WORK REQUEST:
Each line below must be transcribed with no word changed.
▼▼▼
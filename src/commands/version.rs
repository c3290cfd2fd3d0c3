//! Version command implementation

use crate::error::Result;

/// Run version command
pub fn run() -> Result<()> {
    println!("playprep {}", env!("CARGO_PKG_VERSION"));
    println!();
    println!("Build info:");
    println!("  Rust version: {}", rustc_version());
    println!("  Profile: {}", build_profile());

    Ok(())
}

fn rustc_version() -> &'static str {
    // This will be the version of rustc used to compile
    env!("CARGO_PKG_RUST_VERSION")
}

fn build_profile() -> &'static str {
    if cfg!(debug_assertions) {
        "debug"
    } else {
        "release"
    }
}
▲▲▲
ANSWER FOR THE TASK:
filename src/commands/version.rs
repository c3290cfd2fd3d0c3
//! Version command implementation

use crate::error::Result;

/// Run version command
pub fn run() -> Result<()> {
    println!("playprep {}", env!("CARGO_PKG_VERSION"));
    println!();
    println!("Build info:");
    println!("  Rust version: {}", rustc_version());
    println!("  Profile: {}", build_profile());

    Ok(())
}

fn rustc_version() -> &'static str {
    // This will be the version of rustc used to compile
    env!("CARGO_PKG_RUST_VERSION")
}

fn build_profile() -> &'static str {
    if cfg!(debug_assertions) {
        "debug"
    } else {
        "release"
    }
}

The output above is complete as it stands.